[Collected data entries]
····················

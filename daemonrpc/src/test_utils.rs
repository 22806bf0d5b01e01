// Copyright (C) 2025, 2026 Orepool Developers (see AUTHORS)
//
// This file is part of Orepool
//
// Orepool is free software: you can redistribute it and/or modify it under
// the terms of the GNU General Public License as published by the Free
// Software Foundation, either version 3 of the License, or (at your option)
// any later version.
//
// Orepool is distributed in the hope that it will be useful, but WITHOUT ANY
// WARRANTY; without even the implied warranty of MERCHANTABILITY or FITNESS
// FOR A PARTICULAR PURPOSE. See the GNU General Public License for more details.
//
// You should have received a copy of the GNU General Public License along with
// Orepool. If not, see <https://www.gnu.org/licenses/>.

use crate::DaemonRpcConfig;
use base64::Engine;
use wiremock::MockServer;
use wiremock::matchers::{body_partial_json, header, method, path};
use wiremock::{Mock, ResponseTemplate};

/// Start a mock daemon and build a client config pointing at it
pub async fn setup_mock_daemon_rpc() -> (MockServer, DaemonRpcConfig) {
    let mock_server = MockServer::start().await;

    let config = DaemonRpcConfig {
        url: mock_server.uri(),
        username: "testuser".to_string(),
        password: "testpass".to_string(),
        timeout_secs: Some(5),
    };

    (mock_server, config)
}

/// Mount a mock for a given method and params, ignoring the request id so the
/// same mock serves repeated calls.
pub async fn mock_method(
    mock_server: &MockServer,
    api_method: &str,
    params: serde_json::Value,
    result: serde_json::Value,
) {
    let auth_header = format!(
        "Basic {}",
        base64::engine::general_purpose::STANDARD.encode(format!("{}:{}", "testuser", "testpass"))
    );

    Mock::given(method("POST"))
        .and(path("/"))
        .and(header("Authorization", auth_header))
        .and(body_partial_json(serde_json::json!({
            "jsonrpc": "2.0",
            "method": api_method,
            "params": params,
        })))
        .respond_with(ResponseTemplate::new(200).set_body_json(
            serde_json::json!({ "jsonrpc": "2.0", "result": result, "id": 0 }),
        ))
        .mount(mock_server)
        .await;
}
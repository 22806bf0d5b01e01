// Copyright (C) 2025, 2026 Orepool Developers (see AUTHORS)
//
// This file is part of Orepool
//
// Orepool is free software: you can redistribute it and/or modify it under
// the terms of the GNU General Public License as published by the Free
// Software Foundation, either version 3 of the License, or (at your option)
// any later version.
//
// Orepool is distributed in the hope that it will be useful, but WITHOUT ANY
// WARRANTY; without even the implied warranty of MERCHANTABILITY or FITNESS
// FOR A PARTICULAR PURPOSE. See the GNU General Public License for more details.
//
// You should have received a copy of the GNU General Public License along with
// Orepool. If not, see <https://www.gnu.org/licenses/>.

use async_trait::async_trait;
use daemonrpc::{BlockId, DaemonBlock, DaemonInfo, DaemonRpcClient, DaemonRpcError};

/// The pool's view of the network daemon and its wallet.
///
/// The object-safe trait is the seam for tests: components take
/// `Arc<dyn DaemonGateway>` and the fakes decide what the chain says.
#[async_trait]
pub trait DaemonGateway: Send + Sync {
    async fn get_info(&self) -> Result<DaemonInfo, DaemonRpcError>;
    async fn get_block(&self, id: &BlockId) -> Result<DaemonBlock, DaemonRpcError>;
    /// Ok(false) means the daemon was reached and refused the block
    async fn submit_block(&self, hash: &str) -> Result<bool, DaemonRpcError>;
    /// Single attempt, never retried. Ok(None) means the daemon was reached
    /// and refused the transfer.
    async fn transfer(
        &self,
        address: &str,
        amount_atomic: u64,
        fee_atomic: u64,
    ) -> Result<Option<String>, DaemonRpcError>;
}

#[async_trait]
impl DaemonGateway for DaemonRpcClient {
    async fn get_info(&self) -> Result<DaemonInfo, DaemonRpcError> {
        DaemonRpcClient::get_info(self).await
    }

    async fn get_block(&self, id: &BlockId) -> Result<DaemonBlock, DaemonRpcError> {
        DaemonRpcClient::get_block(self, id).await
    }

    async fn submit_block(&self, hash: &str) -> Result<bool, DaemonRpcError> {
        DaemonRpcClient::submit_block(self, hash).await
    }

    async fn transfer(
        &self,
        address: &str,
        amount_atomic: u64,
        fee_atomic: u64,
    ) -> Result<Option<String>, DaemonRpcError> {
        DaemonRpcClient::transfer(self, address, amount_atomic, fee_atomic).await
    }
}
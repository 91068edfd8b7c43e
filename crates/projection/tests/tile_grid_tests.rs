//! Tests for tile grid construction across projections.

use ocean_common::tile::deg2num_fractional;
use ocean_common::{Projection, TileAddress, TILE_SIZE};
use projection::{planar_projection, tile_planar_grid, tile_to_geo};
use test_utils::{assert_approx_eq, assert_coords_approx_eq};

// ============================================================================
// Web Mercator
// ============================================================================

#[test]
fn test_mercator_corner_roundtrip_within_one_pixel() {
    for zoom in 0..=12u32 {
        let n = 1u32 << zoom;
        let samples = [0, n / 3, n / 2, n.saturating_sub(1)];
        for &x in &samples {
            for &y in &samples {
                let tile = TileAddress::new(x, y, zoom, Projection::WebMercator).unwrap();
                let grid = tile_to_geo(&tile).unwrap();
                let (lat, lon) = grid.get(0, 0);
                let (fx, fy) = deg2num_fractional(lat, lon, zoom);

                let px_err_x = (fx - x as f64).abs() * TILE_SIZE as f64;
                let px_err_y = (fy - y as f64).abs() * TILE_SIZE as f64;
                assert!(px_err_x < 1.0, "z{} x{} y{}: x error {} px", zoom, x, y, px_err_x);
                assert!(px_err_y < 1.0, "z{} x{} y{}: y error {} px", zoom, x, y, px_err_y);
            }
        }
    }
}

#[test]
fn test_mercator_grid_is_monotonic() {
    let tile = TileAddress::new(5, 11, 5, Projection::WebMercator).unwrap();
    let grid = tile_to_geo(&tile).unwrap();

    for col in 1..TILE_SIZE {
        assert!(grid.get(0, col).1 > grid.get(0, col - 1).1);
    }
    for row in 1..TILE_SIZE {
        assert!(grid.get(row, 0).0 < grid.get(row - 1, 0).0);
    }
}

#[test]
fn test_adjacent_tiles_share_edges() {
    let left = TileAddress::new(4, 6, 4, Projection::WebMercator).unwrap();
    let right = TileAddress::new(5, 6, 4, Projection::WebMercator).unwrap();
    let left = tile_to_geo(&left).unwrap();
    let right = tile_to_geo(&right).unwrap();

    let (_, left_edge) = left.get(0, TILE_SIZE - 1);
    let (_, right_edge) = right.get(0, 0);
    assert_approx_eq!(left_edge, right_edge, 1e-9);
}

// ============================================================================
// Polar
// ============================================================================

#[test]
fn test_polar_grid_inverts_to_planar() {
    for projection in [Projection::PolarNorth, Projection::PolarSouth] {
        let tile = TileAddress::new(1, 2, 2, projection).unwrap();
        let planar = tile_planar_grid(&tile);
        let grid = tile_to_geo(&tile).unwrap();
        let proj = planar_projection(projection);

        for &idx in &[0usize, 1234, TILE_SIZE * TILE_SIZE - 1] {
            let (x, y) = proj.forward(grid.lat[idx], grid.lon[idx]);
            assert_coords_approx_eq!((x, y), (planar.x[idx], planar.y[idx]), 1e-3);
        }
    }
}

#[test]
fn test_polar_tiles_partition_the_extent() {
    // The right edge of one tile is one pixel short of the next tile's left edge
    let a = tile_planar_grid(&TileAddress::new(0, 0, 1, Projection::PolarSouth).unwrap());
    let b = tile_planar_grid(&TileAddress::new(1, 0, 1, Projection::PolarSouth).unwrap());
    let dx = a.x[1] - a.x[0];
    assert_approx_eq!(b.x[0], a.x[TILE_SIZE - 1] + dx, 1e-6);
}

#[test]
fn test_polar_tile_centre_is_the_pole() {
    // Rows count down from the top, so the pole lands on row mid - 1, column mid
    let tile = TileAddress::new(0, 0, 0, Projection::PolarNorth).unwrap();
    let planar = tile_planar_grid(&tile);
    let proj = planar_projection(Projection::PolarNorth);
    let (pole_x, pole_y) = proj.forward(90.0, 0.0);

    let mid = TILE_SIZE / 2;
    let idx = (mid - 1) * TILE_SIZE + mid;
    assert_coords_approx_eq!((planar.x[idx], planar.y[idx]), (pole_x, pole_y), 1e-3);
}

#[test]
fn test_south_pole_tile_hemisphere() {
    let tile = TileAddress::new(0, 0, 0, Projection::PolarSouth).unwrap();
    let grid = tile_to_geo(&tile).unwrap();
    assert!(grid.lat.iter().all(|lat| *lat < 0.0));
}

····················

> [What to do] Your task is to collect every line above that contains the word "jsonrpc".

> [Exercise answer]
            "jsonrpc": "2.0",
            serde_json::json!({ "jsonrpc": "2.0", "result": result, "id": 0 }),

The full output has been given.